WORK TASK. Nothing before the line containing "assert!(body.sid.is_none());" belongs in the answer; quote that line and all lines after it through the end of the material, word for word.

Top of MATERIAL SHOWN

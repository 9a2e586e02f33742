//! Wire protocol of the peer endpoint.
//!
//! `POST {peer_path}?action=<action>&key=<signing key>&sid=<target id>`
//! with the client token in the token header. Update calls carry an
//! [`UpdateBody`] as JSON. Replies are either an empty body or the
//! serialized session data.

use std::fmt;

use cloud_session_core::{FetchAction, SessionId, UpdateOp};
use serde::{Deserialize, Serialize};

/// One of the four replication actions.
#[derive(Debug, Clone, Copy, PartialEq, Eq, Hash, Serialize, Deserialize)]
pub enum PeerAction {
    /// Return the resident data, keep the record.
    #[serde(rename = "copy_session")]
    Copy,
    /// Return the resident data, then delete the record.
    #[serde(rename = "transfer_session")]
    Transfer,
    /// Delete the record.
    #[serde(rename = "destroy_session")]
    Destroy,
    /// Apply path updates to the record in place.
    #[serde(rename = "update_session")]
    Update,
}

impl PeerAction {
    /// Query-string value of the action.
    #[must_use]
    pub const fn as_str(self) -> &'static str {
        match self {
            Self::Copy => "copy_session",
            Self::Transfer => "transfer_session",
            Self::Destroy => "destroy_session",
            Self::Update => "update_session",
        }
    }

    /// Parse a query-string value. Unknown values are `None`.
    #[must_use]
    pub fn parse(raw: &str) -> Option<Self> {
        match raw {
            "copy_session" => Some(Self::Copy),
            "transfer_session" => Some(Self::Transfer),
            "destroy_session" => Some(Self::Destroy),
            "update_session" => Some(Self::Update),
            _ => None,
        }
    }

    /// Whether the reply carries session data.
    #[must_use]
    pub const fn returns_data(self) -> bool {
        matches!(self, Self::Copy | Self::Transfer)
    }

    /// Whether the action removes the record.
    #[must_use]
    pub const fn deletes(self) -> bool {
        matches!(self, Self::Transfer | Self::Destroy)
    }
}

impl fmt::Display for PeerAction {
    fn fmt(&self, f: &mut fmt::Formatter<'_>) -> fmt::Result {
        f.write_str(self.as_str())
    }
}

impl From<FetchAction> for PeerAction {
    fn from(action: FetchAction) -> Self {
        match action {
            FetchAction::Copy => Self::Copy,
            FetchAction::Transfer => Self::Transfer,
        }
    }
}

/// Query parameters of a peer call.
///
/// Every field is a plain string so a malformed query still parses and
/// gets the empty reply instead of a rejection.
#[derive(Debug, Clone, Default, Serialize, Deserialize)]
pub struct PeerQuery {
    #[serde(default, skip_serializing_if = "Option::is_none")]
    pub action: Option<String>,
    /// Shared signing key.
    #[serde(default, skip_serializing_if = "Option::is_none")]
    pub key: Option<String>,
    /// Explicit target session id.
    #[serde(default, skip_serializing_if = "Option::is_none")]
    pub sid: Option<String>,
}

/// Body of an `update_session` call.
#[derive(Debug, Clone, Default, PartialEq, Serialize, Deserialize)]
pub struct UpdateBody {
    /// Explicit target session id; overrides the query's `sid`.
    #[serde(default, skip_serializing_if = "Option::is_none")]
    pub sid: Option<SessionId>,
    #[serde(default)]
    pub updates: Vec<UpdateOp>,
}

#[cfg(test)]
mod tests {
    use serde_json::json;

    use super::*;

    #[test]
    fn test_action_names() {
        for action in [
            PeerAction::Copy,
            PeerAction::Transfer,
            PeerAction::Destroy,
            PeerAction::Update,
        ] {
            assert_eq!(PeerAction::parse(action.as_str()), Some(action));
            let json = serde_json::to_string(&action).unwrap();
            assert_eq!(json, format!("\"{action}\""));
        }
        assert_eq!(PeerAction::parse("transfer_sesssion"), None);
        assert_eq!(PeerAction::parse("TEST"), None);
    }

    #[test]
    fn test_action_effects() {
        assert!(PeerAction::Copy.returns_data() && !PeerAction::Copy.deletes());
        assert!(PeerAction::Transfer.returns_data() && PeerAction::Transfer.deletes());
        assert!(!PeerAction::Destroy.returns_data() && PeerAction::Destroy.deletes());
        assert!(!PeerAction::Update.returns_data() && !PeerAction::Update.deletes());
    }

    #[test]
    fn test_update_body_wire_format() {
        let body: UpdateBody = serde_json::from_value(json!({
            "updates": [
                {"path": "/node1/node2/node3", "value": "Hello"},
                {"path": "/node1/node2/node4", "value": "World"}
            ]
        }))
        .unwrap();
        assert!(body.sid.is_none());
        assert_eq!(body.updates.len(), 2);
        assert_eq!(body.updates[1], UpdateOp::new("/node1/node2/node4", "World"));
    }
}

Bottom of MATERIAL SHOWN

TASK OUTPUT.
        assert!(body.sid.is_none());
        assert_eq!(body.updates.len(), 2);
        assert_eq!(body.updates[1], UpdateOp::new("/node1/node2/node4", "World"));
    }
}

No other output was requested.